Theoretical and experimental studies on hydrogen migration in dissociative ionization of the methanol monocation to molecular ions H3+ and H2O+

The dissociative ionization processes of the methanol monocation CH3OH+ to H3+ + CHO and H2O+ + CH2 are studied by ab initio method, and hydrogen migration processes are confirmed in these two dissociation processes. Due to the positive charge assignment in dissociation processes, the fragmentation pathways of CH3OH+ to H3 + CHO+ and CH3OH+ to H2O + CH2+ are also calculated.
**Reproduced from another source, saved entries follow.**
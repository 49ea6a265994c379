//! Page advancing
//!
//! Derives the next page request from the metadata of the current page.

use super::types::{PageRequest, PageResponseMeta};

/// Compute the parameters for the next page, or `None` when exhausted
///
/// The next page starts where this one ended and keeps the same length.
/// The server does not echo sort options back, so `order_by` and `sort`
/// are carried over from `original`; without it the next request has no
/// ordering preference.
///
/// Exhaustion is measured against `found`, not `total`.
pub fn advance(response: &PageResponseMeta, original: Option<&PageRequest>) -> Option<PageRequest> {
    let next_offset = response.offset.saturating_add(response.length);

    if next_offset >= response.found {
        return None;
    }

    Some(PageRequest {
        offset: Some(next_offset),
        length: Some(response.length),
        order_by: original.and_then(|o| o.order_by.clone()),
        sort: original.and_then(|o| o.sort.clone()),
    })
}
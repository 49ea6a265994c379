//! Main client for the Librato API

use crate::config::ClientConfig;
use crate::error::Result;
use crate::http::HttpClient;
use crate::metrics::MetricsService;
use crate::types::StringMap;
use std::time::Duration;

/// Main client for interacting with the Librato API
#[derive(Debug, Clone)]
pub struct Client {
    http: HttpClient,
}

impl Client {
    /// Create a client for the default endpoint with the given credentials
    pub fn new(email: impl Into<String>, token: impl Into<String>) -> Result<Self> {
        Self::from_config(&ClientConfig::new(email, token))
    }

    /// Create a new client builder
    pub fn builder() -> ClientBuilder {
        ClientBuilder::new()
    }

    /// Create a client from a validated configuration
    pub fn from_config(config: &ClientConfig) -> Result<Self> {
        config.validate()?;
        let http = HttpClient::with_auth(config.http_config(), config.auth_config())?;
        Ok(Self { http })
    }

    /// Get the metrics API
    pub fn metrics(&self) -> MetricsService<'_> {
        MetricsService::new(&self.http)
    }

    /// Underlying HTTP client
    pub fn http(&self) -> &HttpClient {
        &self.http
    }
}

/// Builder for creating a [`Client`]
#[derive(Debug, Default)]
pub struct ClientBuilder {
    config: ClientConfig,
}

impl ClientBuilder {
    /// Create a new builder
    pub fn new() -> Self {
        Self::default()
    }

    /// Start from an existing configuration
    pub fn from_config(config: ClientConfig) -> Self {
        Self { config }
    }

    /// Set the API base URL
    pub fn base_url(mut self, url: impl Into<String>) -> Self {
        self.config.base_url = url.into();
        self
    }

    /// Set the account email and API token
    pub fn credentials(mut self, email: impl Into<String>, token: impl Into<String>) -> Self {
        self.config.email = Some(email.into());
        self.config.token = Some(token.into());
        self
    }

    /// Set the request timeout
    pub fn timeout(mut self, timeout: Duration) -> Self {
        self.config.timeout_secs = timeout.as_secs().max(1);
        self
    }

    /// Set the user agent
    pub fn user_agent(mut self, agent: impl Into<String>) -> Self {
        self.config.user_agent = Some(agent.into());
        self
    }

    /// Add a header sent with every request
    pub fn header(mut self, key: impl Into<String>, value: impl Into<String>) -> Self {
        self.config.headers.insert(key.into(), value.into());
        self
    }

    /// Replace all extra headers
    pub fn headers(mut self, headers: StringMap) -> Self {
        self.config.headers = headers;
        self
    }

    /// Build the client
    pub fn build(self) -> Result<Client> {
        Client::from_config(&self.config)
    }
}
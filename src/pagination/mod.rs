//! Pagination module
//!
//! # Overview
//!
//! List endpoints return one page at a time along with the server's view of
//! that page (`offset`, `length`, `total`, `found`). [`advance`] turns that
//! view plus the caller's original sort options into the next
//! [`PageRequest`], or `None` once the result set is exhausted.

mod advancer;
mod types;

pub use advancer::advance;
pub use types::{PageRequest, PageResponseMeta};
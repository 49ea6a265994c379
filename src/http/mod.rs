//! HTTP client module
//!
//! Provides the request/response transport used by the API services.
//! Every call is a single attempt: there is no retry, backoff or
//! client-side rate limiting.

mod client;

pub use client::{HttpClient, HttpClientConfig, HttpClientConfigBuilder, RequestConfig};

#[cfg(test)]
mod tests;
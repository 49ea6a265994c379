//! CLI module
//!
//! Command-line interface for the Librato API.
//!
//! # Commands
//!
//! - `metrics list` - List metrics, one page or all pages
//! - `metrics update` - Update a metric by name

mod commands;
mod runner;

pub use commands::{Cli, Commands, MetricsCommand, OutputFormat, UpdateArgs};
pub use runner::Runner;
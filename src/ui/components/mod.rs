//! UI components

pub mod snapshot_table;

pub use snapshot_table::SnapshotTable;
The calculation results show that a neutral H2 moiety in the methanol monocation CH3OH+ is the origin of the formation of H3+, and the ejection of fragment ions H3+ and H2O+ is more difficult than CHO+ and CH2+ respectively. Experimentally, by using a dc-slice imaging technique under an 800 nm femtosecond laser field, the velocity distributions of fragment ions H3+, CHO+, CH2+, and H2O+ are calculated from their corresponding sliced images. The presence of low-velocity components of these four fragment ions confirms that the formation of these ions is not from the Coulomb explosion of the methanol dication. Hence, the four hydrogen migration pathways from the methanol monocation CH3OH+ to H3+ + CHO, CHO+ + H3, H2O+ + CH2, and CH2+ + H2O are securely confirmed. It can be observed in the time-of-flight mass spectrum of ionization and dissociation of methanol that the ion yields of fragment ions H3+ and H2O+ are lower than CHO+ and CH2+ respectively, which is consistent with the theoretical results according to which dissociation from the methanol monocation to H3+ and H2O+ is more difficult than CHO+ and CH2+ respectively.